Urinary tract infection, primarily Escherichia coli, is the most common cause of bacterial infection in well appearing children less than 90 days of age with fever and no source one exam.

Around 10% of well appearing febrile infants less than 90 days of age will have a serious bacterial infection.
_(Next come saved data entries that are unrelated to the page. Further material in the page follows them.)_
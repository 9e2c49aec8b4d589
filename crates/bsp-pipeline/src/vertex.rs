//! Vertex representation shared by walls, triangles and scene objects.

use bitflags::bitflags;
use nalgebra::{Matrix4, Point2, Point3, Vector3};

bitflags! {
    /// Which attributes of a [`Vertex`] carry meaningful data.
    #[derive(Debug, Clone, Copy, PartialEq, Eq, Hash, Default)]
    pub struct VertexAttrs: u8 {
        const POINT   = 0x01;
        const NORMAL  = 0x02;
        const TEXTURE = 0x04;
    }
}

/// A single vertex. Positions are homogeneous points with an implicit `w = 1`.
///
/// Vertices are plain values: once a triangle is formed it owns copies of
/// its three vertices and nothing is shared between faces.
#[derive(Debug, Clone, Copy, PartialEq)]
pub struct Vertex {
    pub position: Point3<f32>,
    /// Unit vertex normal, valid when `attrs` contains `NORMAL`.
    pub normal: Vector3<f32>,
    /// Texture coordinate, valid when `attrs` contains `TEXTURE`.
    pub texcoord: Point2<f32>,
    pub attrs: VertexAttrs,
}

impl Default for Vertex {
    fn default() -> Self {
        Self::new(Point3::origin())
    }
}

impl Vertex {
    /// Creates a position-only vertex.
    pub fn new(position: Point3<f32>) -> Self {
        Self {
            position,
            normal: Vector3::zeros(),
            texcoord: Point2::origin(),
            attrs: VertexAttrs::POINT,
        }
    }

    /// Shorthand for `Vertex::new(Point3::new(x, y, z))`.
    pub fn at(x: f32, y: f32, z: f32) -> Self {
        Self::new(Point3::new(x, y, z))
    }

    /// Attaches a normal (normalized here) and sets the `NORMAL` attribute.
    pub fn with_normal(mut self, normal: Vector3<f32>) -> Self {
        self.normal = normal.try_normalize(f32::EPSILON).unwrap_or(normal);
        self.attrs |= VertexAttrs::NORMAL;
        self
    }

    /// Attaches a texture coordinate and sets the `TEXTURE` attribute.
    pub fn with_texcoord(mut self, u: f32, v: f32) -> Self {
        self.texcoord = Point2::new(u, v);
        self.attrs |= VertexAttrs::TEXTURE;
        self
    }

    #[inline]
    pub fn has_normal(&self) -> bool {
        self.attrs.contains(VertexAttrs::NORMAL)
    }

    #[inline]
    pub fn has_texture(&self) -> bool {
        self.attrs.contains(VertexAttrs::TEXTURE)
    }

    /// Returns this vertex with the matrix applied to its position and,
    /// when present, its normal.
    pub fn transformed(&self, m: &Matrix4<f32>) -> Self {
        let mut out = *self;
        out.position = m.transform_point(&self.position);
        if self.has_normal() {
            let n = m.transform_vector(&self.normal);
            out.normal = n.try_normalize(f32::EPSILON).unwrap_or(n);
        }
        out
    }

    /// Linear interpolation towards `other` at parameter `t`.
    ///
    /// Positions and texture coordinates interpolate linearly; normals are
    /// interpolated and renormalized. Attributes are the intersection of both
    /// inputs.
    pub fn lerp(&self, other: &Vertex, t: f32) -> Self {
        let attrs = self.attrs & other.attrs;
        let mut normal = self.normal + (other.normal - self.normal) * t;
        if attrs.contains(VertexAttrs::NORMAL) {
            normal = normal.try_normalize(f32::EPSILON).unwrap_or(self.normal);
        }
        Self {
            position: self.position + (other.position - self.position) * t,
            normal,
            texcoord: self.texcoord + (other.texcoord - self.texcoord) * t,
            attrs,
        }
    }

    /// True if every coordinate of the position is finite.
    #[inline]
    pub fn is_finite(&self) -> bool {
        self.position.iter().all(|c| c.is_finite())
    }
}
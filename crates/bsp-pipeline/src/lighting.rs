//! Fixed-point style diffuse lighting for flat and Gouraud shaded faces.
//!
//! Every light contributes `light[c] · base[c] · i / (256 · 128)` per
//! channel, where `i` is a 0..=128 intensity scaled from the cosine term.
//! Contributions are truncated to integers, summed over all enabled lights
//! and clamped to 255.

use nalgebra::{Point3, Vector3};
use serde::Deserialize;

use crate::triangle::AREA_EPSILON;
use crate::{FaceState, Light, LightKind, Lights, Rgb, ShadeMode, Triangle};

/// Which position/direction values of the lights are used.
///
/// Must match the space the triangles' `trans` vertices are in.
#[derive(Debug, Clone, Copy, PartialEq, Eq, Hash, Default, Deserialize)]
#[serde(rename_all = "snake_case")]
pub enum LightSpace {
    /// `Light::position` / `Light::direction`.
    #[default]
    World,
    /// `Light::position_trans` / `Light::direction_trans`.
    Camera,
}

/// Intensity scale: a head-on light yields `i = 128`.
const INTENSITY_SCALE: f32 = 128.0;

/// Computes the lit color of a surface point.
///
/// `normal` does not need to be unit length; `normal_length` is its length.
/// A zero-length normal receives ambient light only.
pub fn shade_point<'a>(
    lights: impl IntoIterator<Item = &'a Light>,
    space: LightSpace,
    base: Rgb,
    point: &Point3<f32>,
    normal: &Vector3<f32>,
    normal_length: f32,
) -> Rgb {
    let base_c = base.channels();
    let mut sums = [0u32; 3];
    let has_normal = normal_length > AREA_EPSILON;

    for light in lights {
        if light.kind == LightKind::Ambient {
            let amb = light.ambient.channels();
            for c in 0..3 {
                sums[c] += amb[c] * base_c[c] / 256;
            }
            continue;
        }
        if !has_normal {
            continue;
        }

        let i = intensity(light, space, point, normal, normal_length);
        if !(i > 0.0) {
            continue;
        }
        let diffuse = light.diffuse.channels();
        for c in 0..3 {
            let contribution = (diffuse[c] * base_c[c]) as f32 * i / (256.0 * INTENSITY_SCALE);
            sums[c] = sums[c].saturating_add(contribution as u32);
        }
    }

    Rgb::from_sums(sums)
}

/// The `i` term of a directional light, 0 when the light does not reach
/// the surface.
fn intensity(
    light: &Light,
    space: LightSpace,
    point: &Point3<f32>,
    normal: &Vector3<f32>,
    nl: f32,
) -> f32 {
    let dir = light.direction_in(space);
    let pos = light.position_in(space);

    match light.kind {
        LightKind::Ambient => 0.0,
        LightKind::Infinite => {
            let dp = normal.dot(&dir);
            if dp > 0.0 {
                INTENSITY_SCALE * dp / nl
            } else {
                0.0
            }
        }
        LightKind::Point => {
            let l = pos - point;
            let d = l.norm();
            let dp = normal.dot(&l);
            if dp > 0.0 {
                INTENSITY_SCALE * dp / (nl * d * light.attenuation(d))
            } else {
                0.0
            }
        }
        LightKind::SpotSimple => {
            // Gated and scaled by the spot direction, not the to-light vector
            let dp = normal.dot(&dir);
            if dp > 0.0 {
                let d = (pos - point).norm();
                INTENSITY_SCALE * dp / (nl * light.attenuation(d))
            } else {
                0.0
            }
        }
        LightKind::SpotCone => {
            let dp = normal.dot(&dir);
            if dp <= 0.0 {
                return 0.0;
            }
            let s = pos - point;
            let d = s.norm();
            let Some(s) = s.try_normalize(f32::EPSILON) else {
                return 0.0;
            };
            let dpsl = s.dot(&dir);
            if dpsl <= 0.0 {
                return 0.0;
            }
            let falloff = (1..light.pf.max(1)).fold(dpsl, |acc, _| acc * dpsl);
            INTENSITY_SCALE * dp * falloff / (nl * light.attenuation(d))
        }
    }
}

/// Lights one triangle in place.
///
/// Only renderable triangles that are not yet LIT are touched. Returns
/// `true` if the triangle was lit.
pub fn light_triangle(tri: &mut Triangle, lights: &Lights, space: LightSpace) -> bool {
    if !tri.is_renderable() || tri.state.contains(FaceState::LIT) {
        return false;
    }

    match tri.mode {
        ShadeMode::Constant => tri.lit = [tri.color; 3],
        ShadeMode::Flat | ShadeMode::Textured => {
            let normal = tri.normal();
            let color = shade_point(
                lights.active(),
                space,
                tri.color,
                &tri.trans[0].position,
                &normal,
                tri.normal_length(),
            );
            tri.lit = [color; 3];
        }
        ShadeMode::Gouraud => {
            let face = tri.normal();
            let face_len = tri.normal_length();
            for k in 0..3 {
                let v = tri.trans[k];
                let (n, len) = if v.has_normal() {
                    (v.normal, 1.0)
                } else {
                    (face, face_len)
                };
                tri.lit[k] = shade_point(lights.active(), space, tri.color, &v.position, &n, len);
            }
        }
    }

    tri.state |= FaceState::LIT;
    true
}

#[cfg(test)]
mod tests {
    use super::*;
    use crate::Vertex;

    /// Unit right triangle in the z = 0 plane facing -z, normal length 1.
    fn facing_minus_z(color: Rgb) -> Triangle {
        Triangle::new([
            Vertex::at(0.0, 1.0, 0.0),
            Vertex::at(1.0, 1.0, 0.0),
            Vertex::at(0.0, 0.0, 0.0),
        ])
        .with_color(color)
    }

    fn lit(tri: &mut Triangle, lights: &[Light]) -> Rgb {
        let table = Lights::from_lights(lights.iter().cloned()).unwrap();
        assert!(light_triangle(tri, &table, LightSpace::World));
        tri.lit[0]
    }

    #[test]
    fn ambient_scales_base() {
        let mut tri = facing_minus_z(Rgb::gray(200));
        assert_eq!(lit(&mut tri, &[Light::ambient(Rgb::gray(50))]), Rgb::gray(39));
        assert!(tri.state.contains(FaceState::LIT));
    }

    #[test]
    fn ambients_sum() {
        let mut tri = facing_minus_z(Rgb::gray(200));
        let lights = [Light::ambient(Rgb::gray(50)), Light::ambient(Rgb::gray(50))];
        assert_eq!(lit(&mut tri, &lights), Rgb::gray(78));
    }

    #[test]
    fn black_lights_give_black() {
        let mut tri = facing_minus_z(Rgb::WHITE);
        let lights = [
            Light::ambient(Rgb::BLACK),
            Light::infinite(Rgb::BLACK, -Vector3::z()),
            Light::point(Rgb::BLACK, Point3::new(0.0, 0.0, -5.0), [1.0, 0.0, 0.0]),
        ];
        assert_eq!(lit(&mut tri, &lights), Rgb::BLACK);
    }

    #[test]
    fn infinite_light_head_on_is_full_strength() {
        let mut tri = facing_minus_z(Rgb::gray(200));
        let color = lit(&mut tri, &[Light::infinite(Rgb::WHITE, -Vector3::z())]);
        // 255 · 200 · 128 / (256 · 128)
        assert_eq!(color, Rgb::gray(199));
    }

    #[test]
    fn lights_behind_the_face_contribute_nothing() {
        let mut tri = facing_minus_z(Rgb::WHITE);
        let lights = [
            Light::infinite(Rgb::WHITE, Vector3::z()),
            Light::infinite(Rgb::WHITE, Vector3::x()),
            Light::point(Rgb::WHITE, Point3::new(0.0, 0.0, 5.0), [1.0, 0.0, 0.0]),
            Light::spot_simple(Rgb::WHITE, Point3::new(0.0, 0.0, -5.0), Vector3::z(), [1.0, 0.0, 0.0]),
        ];
        assert_eq!(lit(&mut tri, &lights), Rgb::BLACK);
    }

    #[test]
    fn sums_clamp_to_255() {
        let mut tri = facing_minus_z(Rgb::WHITE);
        let lights = [
            Light::ambient(Rgb::WHITE),
            Light::infinite(Rgb::WHITE, -Vector3::z()),
            Light::infinite(Rgb::WHITE, -Vector3::z()),
        ];
        assert_eq!(lit(&mut tri, &lights), Rgb::WHITE);
    }

    #[test]
    fn point_light_attenuates_with_distance() {
        let mut near = facing_minus_z(Rgb::WHITE);
        let mut far = facing_minus_z(Rgb::WHITE);
        let atten = [1.0, 0.1, 0.0];
        let near_c = lit(&mut near, &[Light::point(Rgb::WHITE, Point3::new(0.0, 1.0, -1.0), atten)]);
        let far_c = lit(&mut far, &[Light::point(Rgb::WHITE, Point3::new(0.0, 1.0, -10.0), atten)]);
        assert!(near_c.r > far_c.r);
        // d = 1: i = 128 / 1.1
        assert_eq!(near_c.r, (255.0 * 255.0 / (256.0 * 1.1)) as u8);
    }

    #[test]
    fn point_light_divides_by_distance_and_attenuation() {
        let mut tri = facing_minus_z(Rgb::WHITE);
        // d = 2, attenuation 1 + 0.5·2 = 2: i = 128 · 2 / (2 · 2) = 64
        let light = Light::point(Rgb::WHITE, Point3::new(0.0, 1.0, -2.0), [1.0, 0.5, 0.0]);
        assert_eq!(lit(&mut tri, &[light]), Rgb::gray(127));
    }

    #[test]
    fn intensity_ignores_normal_length() {
        // Three times larger than `facing_minus_z`: normal length 9
        let big = || {
            Triangle::new([
                Vertex::at(0.0, 3.0, 0.0),
                Vertex::at(3.0, 3.0, 0.0),
                Vertex::at(0.0, 0.0, 0.0),
            ])
            .with_color(Rgb::gray(200))
        };
        assert!((big().normal_length() - 9.0).abs() < 1e-5);

        let infinite = Light::infinite(Rgb::WHITE, -Vector3::z());
        let mut unit = facing_minus_z(Rgb::gray(200));
        let mut scaled = big();
        assert_eq!(lit(&mut scaled, &[infinite.clone()]), lit(&mut unit, &[infinite]));
        assert_eq!(scaled.lit[0], Rgb::gray(199));

        let atten = [1.0, 0.5, 0.0];
        let mut unit = facing_minus_z(Rgb::WHITE);
        let mut scaled = big().with_color(Rgb::WHITE);
        let near_unit = Light::point(Rgb::WHITE, Point3::new(0.0, 1.0, -2.0), atten);
        let near_scaled = Light::point(Rgb::WHITE, Point3::new(0.0, 3.0, -2.0), atten);
        assert_eq!(lit(&mut scaled, &[near_scaled]), lit(&mut unit, &[near_unit]));
        assert_eq!(scaled.lit[0], Rgb::gray(127));
    }

    #[test]
    fn spot_cone_falls_off_off_axis() {
        let atten = [1.0, 0.0, 0.0];
        let mut on_axis = facing_minus_z(Rgb::WHITE);
        let mut off_axis = facing_minus_z(Rgb::WHITE);
        let straight = lit(
            &mut on_axis,
            &[Light::spot_cone(Rgb::WHITE, Point3::new(0.0, 1.0, -4.0), -Vector3::z(), atten, 4)],
        );
        let slanted = lit(
            &mut off_axis,
            &[Light::spot_cone(Rgb::WHITE, Point3::new(4.0, 1.0, -4.0), -Vector3::z(), atten, 4)],
        );
        assert_eq!(straight, Rgb::gray(254));
        // cos(45°)^4 = 0.25
        assert_eq!(slanted.r, (255.0 * 255.0 * 0.25 / 256.0) as u8);
    }

    #[test]
    fn constant_mode_bypasses_lights() {
        let mut tri = facing_minus_z(Rgb::new(10, 20, 30)).with_mode(ShadeMode::Constant);
        assert_eq!(lit(&mut tri, &[Light::ambient(Rgb::BLACK)]), Rgb::new(10, 20, 30));
    }

    #[test]
    fn gouraud_lights_each_vertex() {
        let mut tri = Triangle::new([
            Vertex::at(0.0, 1.0, 0.0).with_normal(-Vector3::z()),
            Vertex::at(1.0, 1.0, 0.0).with_normal(Vector3::z()),
            Vertex::at(0.0, 0.0, 0.0),
        ])
        .with_color(Rgb::gray(200))
        .with_mode(ShadeMode::Gouraud);

        let table = Lights::from_lights([Light::infinite(Rgb::WHITE, -Vector3::z())]).unwrap();
        assert!(light_triangle(&mut tri, &table, LightSpace::World));

        assert_eq!(tri.lit[0], Rgb::gray(199));
        assert_eq!(tri.lit[1], Rgb::BLACK);
        // No vertex normal: falls back to the face normal
        assert_eq!(tri.lit[2], Rgb::gray(199));
    }

    #[test]
    fn already_lit_or_hidden_faces_are_skipped() {
        let table = Lights::from_lights([Light::ambient(Rgb::gray(50))]).unwrap();

        let mut tri = facing_minus_z(Rgb::gray(200));
        tri.state |= FaceState::LIT;
        assert!(!light_triangle(&mut tri, &table, LightSpace::World));
        assert_eq!(tri.lit[0], Rgb::gray(200));

        let mut tri = facing_minus_z(Rgb::gray(200));
        tri.state |= FaceState::BACKFACE;
        assert!(!light_triangle(&mut tri, &table, LightSpace::World));
    }

    #[test]
    fn camera_space_uses_transformed_values() {
        let mut light = Light::infinite(Rgb::WHITE, Vector3::z());
        light.direction_trans = -Vector3::z();
        let table = Lights::from_lights([light]).unwrap();

        let mut tri = facing_minus_z(Rgb::gray(200));
        assert!(light_triangle(&mut tri, &table, LightSpace::Camera));
        assert_eq!(tri.lit[0], Rgb::gray(199));
    }
}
Most of these will be urinary tract infections with 1-2% being bacteremic and less than 0.5% having meningitis.

The most common pathogen is Escherichia coli followed by Group B Streptococcus(GBS). Other gram negatives include Klebsiella spp, Salmonella spp. Streptococcus pneumoniae, Enterococcus spp and Staphylococcus aureus. Listeria is a classically taught pathogen that is not seen in more recent studies.

Regimens vary by center and cover the common pathogens including:

  • Ampicillin + aminoglycoside
  • Third generation cephalosporin + ampicillin
  • Third generation cephalosporin alone.

A third generation cephalosporin alone regimen does not cover enterococcus or Listeria and ampicillin is the preferred agent for GBS.

While rare herpes simplex virus infection is also a consideration especially in neonates with vesicular skin lesions, seizures, or CSF pleocytosis.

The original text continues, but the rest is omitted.